- _Work to complete_:
From the listing, collect all lines containing the word "Some".
-- Working data follows --
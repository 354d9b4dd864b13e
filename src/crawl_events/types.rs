//! Event type definitions for the scrape event feed
//!
//! Observers (status dashboards, job runners, loggers) follow a run through
//! these events. Per URL they arrive in pipeline order:
//! `url-processing → url-fetch(fetching) → url-fetch(complete) → url-extract →
//! url-links → url-complete`, interleaved with run-level `progress` and
//! `batch-complete`, and closed by `scraping-complete` and `shutdown`.
//! Skipped URLs simply stop early, so consumers must not assume every event
//! type is delivered exactly once per URL.

use chrono::{DateTime, Utc};
use serde::{Deserialize, Serialize};

use crate::crawl_engine::crawl_types::PageMetrics;

/// Reason for event bus shutdown
#[derive(Debug, Clone, PartialEq, Serialize, Deserialize)]
pub enum ShutdownReason {
    /// Run finished and its output has been assembled
    ScrapeCompleted,
    /// Run was cancelled by the caller
    Cancelled,
    /// Unrecoverable error outside the crawl (e.g. in the host application)
    Error(String),
}

/// Phase of a single fetch
#[derive(Debug, Clone, Copy, PartialEq, Eq, Serialize, Deserialize)]
#[serde(rename_all = "lowercase")]
pub enum FetchPhase {
    Fetching,
    Complete,
}

/// Events emitted during a crawl run
#[derive(Debug, Clone, Serialize, Deserialize)]
#[serde(tag = "type", rename_all = "kebab-case", rename_all_fields = "camelCase")]
pub enum ScrapeEvent {
    /// A URL entered the pipeline
    UrlProcessing {
        url: String,
        depth: u32,
        timestamp: DateTime<Utc>,
    },
    /// A fetch started or finished
    UrlFetch {
        url: String,
        status: FetchPhase,
        #[serde(skip_serializing_if = "Option::is_none")]
        use_javascript: Option<bool>,
        #[serde(skip_serializing_if = "Option::is_none")]
        content_length: Option<usize>,
    },
    /// Content was extracted from the page
    UrlExtract { url: String },
    /// Outgoing links were discovered on the page
    UrlLinks { url: String, link_count: usize },
    /// The URL finished its pass through the pipeline with extracted content
    UrlComplete {
        url: String,
        title: String,
        metrics: PageMetrics,
        link_count: usize,
        content_length: usize,
        processing_time_ms: u64,
    },
    /// Run-level progress after each decision
    Progress {
        pages_scraped: usize,
        queue_size: usize,
        goal_completion: f64,
    },
    /// A batch of extracted pages is done
    BatchComplete {
        processed_in_batch: usize,
        extracted_total: usize,
    },
    /// Final summary of the run
    ScrapingComplete {
        pages_scraped: usize,
        total_content_size: usize,
        execution_time_ms: u64,
        goal_completion: f64,
        coverage_score: f64,
    },
    /// A failure worth surfacing to observers; the run itself continues or ends gracefully
    Error { error: String },
    /// Signals that the event bus is shutting down
    ///
    /// Subscribers should exit their event loops when receiving this event.
    Shutdown {
        reason: ShutdownReason,
        timestamp: DateTime<Utc>,
    },
}

/// Result of publishing a batch of events
///
/// Always represents successful execution of the batch operation itself;
/// the fields report how many individual events were delivered.
#[derive(Debug, Clone, Serialize, Deserialize)]
pub struct BatchPublishResult {
    pub total: usize,
    pub published: usize,
    /// Events that failed to publish (no active subscribers)
    pub failed: usize,
    pub max_subscribers: usize,
}

impl BatchPublishResult {
    #[must_use]
    pub fn is_complete(&self) -> bool {
        self.published == self.total && self.failed == 0
    }

    #[must_use]
    pub fn has_failures(&self) -> bool {
        self.failed > 0
    }
}

/// Helper functions for creating common events
impl ScrapeEvent {
    #[must_use]
    pub fn url_processing(url: impl Into<String>, depth: u32) -> Self {
        Self::UrlProcessing {
            url: url.into(),
            depth,
            timestamp: Utc::now(),
        }
    }

    #[must_use]
    pub fn fetch_started(url: impl Into<String>, use_javascript: bool) -> Self {
        Self::UrlFetch {
            url: url.into(),
            status: FetchPhase::Fetching,
            use_javascript: Some(use_javascript),
            content_length: None,
        }
    }

    #[must_use]
    pub fn fetch_completed(url: impl Into<String>, content_length: usize) -> Self {
        Self::UrlFetch {
            url: url.into(),
            status: FetchPhase::Complete,
            use_javascript: None,
            content_length: Some(content_length),
        }
    }

    #[must_use]
    pub fn error(error: impl Into<String>) -> Self {
        Self::Error {
            error: error.into(),
        }
    }

    #[must_use]
    pub fn shutdown(reason: ShutdownReason) -> Self {
        Self::Shutdown {
            reason,
            timestamp: Utc::now(),
        }
    }

    /// Wire name of the event type, as used in the serialized `type` tag
    #[must_use]
    pub fn kind(&self) -> &'static str {
        match self {
            Self::UrlProcessing { .. } => "url-processing",
            Self::UrlFetch { .. } => "url-fetch",
            Self::UrlExtract { .. } => "url-extract",
            Self::UrlLinks { .. } => "url-links",
            Self::UrlComplete { .. } => "url-complete",
            Self::Progress { .. } => "progress",
            Self::BatchComplete { .. } => "batch-complete",
            Self::ScrapingComplete { .. } => "scraping-complete",
            Self::Error { .. } => "error",
            Self::Shutdown { .. } => "shutdown",
        }
    }

    /// URL the event is about, for per-URL events
    #[must_use]
    pub fn url(&self) -> Option<&str> {
        match self {
            Self::UrlProcessing { url, .. }
            | Self::UrlFetch { url, .. }
            | Self::UrlExtract { url }
            | Self::UrlLinks { url, .. }
            | Self::UrlComplete { url, .. } => Some(url),
            _ => None,
        }
    }
}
-- Working data concluded --
- _Problem solution_:
            use_javascript: Some(use_javascript),
            content_length: Some(content_length),
            | Self::UrlComplete { url, .. } => Some(url),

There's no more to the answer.